The correlation coefficient is symmetric in $X$ and $Y$, lies

within the interval $[-1,1]$, and quantifies by definition a

linear relationship. Thus $\rho = 0$ holds for independent

variables, but the converse is not true in general. In

particular, higher order functional or non-functional

relationships may not, or only marginally, be reflected in

the value of $\rho$ (see Fig.~\ref{fig:correlationTypes}).
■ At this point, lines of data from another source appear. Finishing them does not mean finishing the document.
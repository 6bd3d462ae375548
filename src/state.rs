use std::sync::Arc;
use tokio::sync::{RwLock, broadcast};

use crate::config::Config;
use crate::db::Store;
use crate::domain::events::NotificationEvent;
use crate::services::{
    AnnouncementService, AttendanceService, AuditService, AuthService, ExpenseService,
    LeaveService, Notifier, ReviewService, RoleService, SeaOrmAuthService, SeaOrmRoleService,
    TaskService,
};

#[derive(Clone)]
pub struct SharedState {
    pub config: Arc<RwLock<Config>>,

    pub store: Store,

    pub event_bus: broadcast::Sender<NotificationEvent>,

    pub notifier: Notifier,

    pub auth_service: Arc<dyn AuthService>,

    pub role_service: Arc<dyn RoleService>,

    pub leave_service: LeaveService,

    pub attendance_service: AttendanceService,

    pub expense_service: ExpenseService,

    pub announcement_service: AnnouncementService,

    pub task_service: TaskService,

    pub review_service: ReviewService,

    pub audit_service: Arc<AuditService>,
}

impl SharedState {
    pub async fn new(config: Config) -> anyhow::Result<Self> {
        let (event_bus, _) = broadcast::channel(config.general.event_bus_buffer_size);
        Self::init_with_event_bus(config, event_bus).await
    }

    pub async fn with_event_bus(
        config: Config,
        event_bus: broadcast::Sender<NotificationEvent>,
    ) -> anyhow::Result<Self> {
        Self::init_with_event_bus(config, event_bus).await
    }

    async fn init_with_event_bus(
        config: Config,
        event_bus: broadcast::Sender<NotificationEvent>,
    ) -> anyhow::Result<Self> {
        let store = Store::with_pool_options(
            &config.general.database_path,
            config.general.max_db_connections,
            config.general.min_db_connections,
        )
        .await?;

        let config_arc = Arc::new(RwLock::new(config));

        let notifier = Notifier::new(store.clone(), event_bus.clone());

        let auth_service = Arc::new(SeaOrmAuthService::new(store.clone(), config_arc.clone()))
            as Arc<dyn AuthService + Send + Sync + 'static>;

        let role_service = Arc::new(SeaOrmRoleService::new(store.clone(), event_bus.clone()))
            as Arc<dyn RoleService + Send + Sync + 'static>;

        let leave_service = LeaveService::new(store.clone(), notifier.clone());
        let attendance_service = AttendanceService::new(store.clone());
        let expense_service = ExpenseService::new(store.clone(), notifier.clone());
        let announcement_service = AnnouncementService::new(store.clone(), notifier.clone());
        let task_service = TaskService::new(store.clone(), notifier.clone());
        let review_service = ReviewService::new(store.clone(), notifier.clone());

        let audit_service = Arc::new(AuditService::new(store.clone(), event_bus.clone()));
        audit_service.clone().start_listener();

        Ok(Self {
            config: config_arc,
            store,
            event_bus,
            notifier,
            auth_service,
            role_service,
            leave_service,
            attendance_service,
            expense_service,
            announcement_service,
            task_service,
            review_service,
            audit_service,
        })
    }
}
\item The {\bf correlation ratio}\index{Correlation ratio} is defined by

\beq

\label{eqn:corrRatio}

\eta^2(Y|X) = \frac{\sigma_{E(Y|X)}} {\sigma_Y}\,,

\eeq

where

\beq

\label{eqn:condExp}

E(Y|X) = \int y \ P(y|x) \ dy\,, \eeq is the conditional

expectation of $Y$ given $X$ with the associated conditional

probability density function $P(Y|X)$. The correlation ratio

$\eta^2$ is in general not symmetric and its value lies

within $[0,1]$, according to how well the data points can be

fitted with a linear or nonlinear regression curve. Thus

non-functional correlations cannot be accounted for by the

correlation ratio. The following relations can be derived for

$\eta^2$ and the squared correlation coefficient

$\rho^2$~\cite{kendall:stuart:ord:arnold:1999:2A}:

\begin{itemize}

\item[$\circ$] $\rho^2 = \eta^2=1$, if $X$ and $Y$ are in a

strict linear functional relationship.

\item[$\circ$] $\rho^2 \leq \eta^2=1$, if $X$ and $Y$ are in a

strict nonlinear functional relationship.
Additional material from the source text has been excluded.